### Task goal:
Range to reproduce from the entries below: the line with "reopening the database.", the line with "members review every document.", and every line in between. Give them exactly and give nothing else.

Saved data entries:

BEGIN

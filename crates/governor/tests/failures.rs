//! Failure paths: rollback, role errors, lookup errors and SQLite storage.

use std::sync::Arc;

use governor::{Direction, GovernorConfig, GovernorError, LifecycleListener};
use governor_core::{
    GrantBatch, GroupGrant, LifecycleEvent, Permission, PermissionName, User, UserGrant,
};
use governor_store::{MemoryStore, SqliteStore, Store, StoreError};
use governor_testkit::domain::document_type;
use governor_testkit::fixtures::{
    docs_config, document, DocsFixture, ALICE, BOB, REVIEWERS, TEAM,
};
use governor_testkit::Document;

/// The documents config with lifecycle exclusion turned off.
fn strict_config() -> GovernorConfig {
    GovernorConfig {
        exclude_existing_on_create: false,
        ..docs_config()
    }
}

async fn strict_memory() -> DocsFixture<MemoryStore> {
    DocsFixture::new(Arc::new(MemoryStore::new()), strict_config())
        .await
        .unwrap()
}

async fn strict_sqlite() -> DocsFixture<SqliteStore> {
    DocsFixture::new(Arc::new(SqliteStore::open_memory().unwrap()), strict_config())
        .await
        .unwrap()
}

fn review() -> Permission {
    Permission::new(PermissionName::new("docs", "review"), document_type())
}

/// Save document 1 without an event and hand `pre_grant` to storage.
async fn with_pre_granted<S: Store + ?Sized + 'static>(
    fixture: &DocsFixture<S>,
    pre_grant: GrantBatch,
) {
    fixture.seed_people().await.unwrap();
    fixture
        .domain
        .add_document(
            1,
            Document {
                author: ALICE,
                reviewer: Some(BOB),
                team: TEAM,
            },
        )
        .unwrap();
    fixture.store().save_object(&document(1)).await.unwrap();
    fixture.store().insert_grants(&pre_grant).await.unwrap();
}

fn bob_grant() -> GrantBatch {
    GrantBatch {
        users: vec![UserGrant {
            user: BOB,
            permission: review(),
            object: document(1),
        }],
        groups: Vec::new(),
    }
}

fn reviewers_grant() -> GrantBatch {
    GrantBatch {
        users: Vec::new(),
        groups: vec![GroupGrant {
            group: REVIEWERS,
            permission: review(),
            object: document(1),
        }],
    }
}

async fn assert_rolled_back<S: Store + ?Sized + 'static>(fixture: &DocsFixture<S>) {
    let materializer = fixture.governor.materializer();

    let err = materializer
        .setup_users_eligible_for_object(LifecycleEvent::Created, &document(1), ["review"])
        .await
        .unwrap_err();
    assert!(matches!(err, GovernorError::Store(StoreError::Conflict(_))));

    let counts = fixture.store().grant_counts().await.unwrap();
    assert_eq!((counts.users, counts.groups), (1, 0));
    assert!(!fixture
        .governor
        .has_permission(ALICE, "review", &document(1))
        .await
        .unwrap());
}

#[tokio::test]
async fn test_conflict_rolls_back_memory() {
    let fixture = strict_memory().await;
    with_pre_granted(&fixture, bob_grant()).await;
    assert_rolled_back(&fixture).await;
}

#[tokio::test]
async fn test_conflict_rolls_back_sqlite() {
    let fixture = strict_sqlite().await;
    with_pre_granted(&fixture, bob_grant()).await;
    assert_rolled_back(&fixture).await;
}

#[tokio::test]
async fn test_group_conflict_rolls_back_user_grants() {
    let fixture = strict_sqlite().await;
    with_pre_granted(&fixture, reviewers_grant()).await;

    // Users and groups go out in one batch, so the group conflict also
    // discards the three user grants.
    let err = fixture
        .governor
        .materializer()
        .object_saved(LifecycleEvent::Created, &document(1))
        .await
        .unwrap_err();
    assert!(matches!(err, GovernorError::Store(StoreError::Conflict(_))));

    let counts = fixture.store().grant_counts().await.unwrap();
    assert_eq!((counts.users, counts.groups), (0, 1));
}

#[tokio::test]
async fn test_existing_grants_are_skipped_by_default() {
    let fixture = DocsFixture::memory().await.unwrap();
    with_pre_granted(&fixture, reviewers_grant()).await;

    let report = fixture
        .governor
        .materializer()
        .object_saved(LifecycleEvent::Created, &document(1))
        .await
        .unwrap();
    assert_eq!((report.user_grants, report.group_grants), (3, 0));
}

#[tokio::test]
async fn test_repeated_creation_is_idempotent_sqlite() {
    let fixture = DocsFixture::sqlite_memory().await.unwrap();
    with_pre_granted(&fixture, bob_grant()).await;
    let materializer = fixture.governor.materializer();

    let report = materializer
        .object_saved(LifecycleEvent::Created, &document(1))
        .await
        .unwrap();
    assert_eq!((report.user_grants, report.group_grants), (2, 1));

    // Everything is granted now, so a replayed creation writes nothing.
    let report = materializer
        .object_saved(LifecycleEvent::Created, &document(1))
        .await
        .unwrap();
    assert_eq!(report.total(), 0);

    let counts = fixture.store().grant_counts().await.unwrap();
    assert_eq!((counts.users, counts.groups), (3, 1));
}

#[tokio::test]
async fn test_role_failure_propagates_and_persists_nothing() {
    let fixture = DocsFixture::memory().await.unwrap();
    fixture.seed_people().await.unwrap();

    // No document 9 in the domain: the reviewer role cannot answer.
    let err = fixture.governor.save_object(&document(9)).await.unwrap_err();
    match err {
        GovernorError::Role {
            role,
            direction,
            permission,
            source,
        } => {
            assert!(role.ends_with("ReviewerRole"));
            assert_eq!(direction, Direction::UsersForObject);
            assert_eq!(permission, PermissionName::new("docs", "review"));
            assert_eq!(source.to_string(), "unknown document 9");
        }
        other => panic!("unexpected error: {other}"),
    }

    let counts = fixture.store().grant_counts().await.unwrap();
    assert_eq!((counts.users, counts.groups), (0, 0));
}

#[tokio::test]
async fn test_unknown_permission_is_lookup_error() {
    let fixture = DocsFixture::memory().await.unwrap();
    fixture.seed_people().await.unwrap();

    let err = fixture
        .governor
        .users_eligible_for_object("docs.publish", &document(1))
        .await
        .unwrap_err();
    assert!(err.is_lookup_error());

    let err = fixture
        .governor
        .resolver()
        .objects_eligible_for_user("review", &User::new(ALICE, "alice"), true)
        .await
        .unwrap_err();
    assert!(err.is_format_error());
}

#[tokio::test]
async fn test_bootstrap_rejects_bad_config() {
    let config = GovernorConfig {
        users: vec!["review".into()],
        ..docs_config()
    };
    let result = DocsFixture::new(Arc::new(MemoryStore::new()), config).await;
    assert!(result.is_err());
}

#[tokio::test]
async fn test_sqlite_file_scenario() {
    let dir = tempfile::tempdir().unwrap();
    let path = dir.path().join("governor.db");

    {
        let fixture = DocsFixture::sqlite(&path).await.unwrap();
        fixture.seed_people().await.unwrap();
        let report = fixture.create_document(1, ALICE, Some(BOB)).await.unwrap();
        assert_eq!((report.user_grants, report.group_grants), (3, 1));
    }

    // Grants survive reopening the database.
    let store = SqliteStore::open(&path).unwrap();
    let counts = store.grant_counts().await.unwrap();
    assert_eq!((counts.users, counts.groups), (3, 1));
    assert!(store
        .user_has_permission(BOB, &review().name, &document(1))
        .await
        .unwrap());
}
//! Roles for the documents domain.

use governor_core::{
    Group, GroupId, ObjectId, ObjectRef, Permission, Registry, Role, RoleModule, RoleResult,
    User, UserId,
};

use crate::domain::DocsDomain;

/// Name of the group whose members review every document.
pub const REVIEWERS_GROUP: &str = "Reviewers";

/// Permissions decided by the roles in this module.
pub const REVIEW_PERMISSIONS: &[&str] = &["docs.review", "docs.preview"];

/// Users who may review a document: global reviewers, the reviewers of the
/// document's team, its assigned reviewer and its author.
#[derive(Debug, Default)]
pub struct ReviewerRole;

impl Role<DocsDomain> for ReviewerRole {
    fn users_eligible_for_object(
        &self,
        domain: &DocsDomain,
        object: &ObjectRef,
        _permission: &Permission,
    ) -> RoleResult<Vec<UserId>> {
        let document = domain.document(object.id)?;
        let mut users = domain.reviewers_of(document.team)?;
        users.extend(document.reviewer);
        users.insert(document.author);
        Ok(users.into_iter().collect())
    }

    fn objects_eligible_for_user(
        &self,
        domain: &DocsDomain,
        user: &User,
        _permission: &Permission,
    ) -> RoleResult<Vec<ObjectId>> {
        let everything = domain.is_global_reviewer(user.id)?
            || domain.is_member_of(user.id, REVIEWERS_GROUP)?;

        let mut objects = Vec::new();
        for id in domain.document_ids()? {
            if everything {
                objects.push(id);
                continue;
            }
            let document = domain.document(id)?;
            if document.author == user.id
                || document.reviewer == Some(user.id)
                || domain.reviewers_of(document.team)?.contains(&user.id)
            {
                objects.push(id);
            }
        }
        Ok(objects)
    }
}

/// The "Reviewers" group may review every document.
#[derive(Debug, Default)]
pub struct ReviewersGroupRole;

impl Role<DocsDomain> for ReviewersGroupRole {
    fn groups_eligible_for_object(
        &self,
        domain: &DocsDomain,
        _object: &ObjectRef,
        _permission: &Permission,
    ) -> RoleResult<Vec<GroupId>> {
        domain.groups_named(REVIEWERS_GROUP)
    }

    fn objects_eligible_for_group(
        &self,
        domain: &DocsDomain,
        group: &Group,
        _permission: &Permission,
    ) -> RoleResult<Vec<ObjectId>> {
        if group.name == REVIEWERS_GROUP {
            domain.document_ids()
        } else {
            Ok(Vec::new())
        }
    }
}

/// Register the documents roles.
pub fn register(registry: &mut Registry<DocsDomain>) -> governor_core::Result<()> {
    registry.register::<ReviewerRole>(REVIEW_PERMISSIONS)?;
    registry.register::<ReviewersGroupRole>(REVIEW_PERMISSIONS)?;
    Ok(())
}

/// Role modules available to [`Registry::autodiscover`].
pub fn modules() -> Vec<RoleModule<DocsDomain>> {
    vec![RoleModule {
        namespace: "docs",
        register,
    }]
}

END

### Your solution:
    // Grants survive reopening the database.
    let store = SqliteStore::open(&path).unwrap();
    let counts = store.grant_counts().await.unwrap();
    assert_eq!((counts.users, counts.groups), (3, 1));
    assert!(store
        .user_has_permission(BOB, &review().name, &document(1))
        .await
        .unwrap());
}
//! Roles for the documents domain.

use governor_core::{
    Group, GroupId, ObjectId, ObjectRef, Permission, Registry, Role, RoleModule, RoleResult,
    User, UserId,
};

use crate::domain::DocsDomain;

/// Name of the group whose members review every document.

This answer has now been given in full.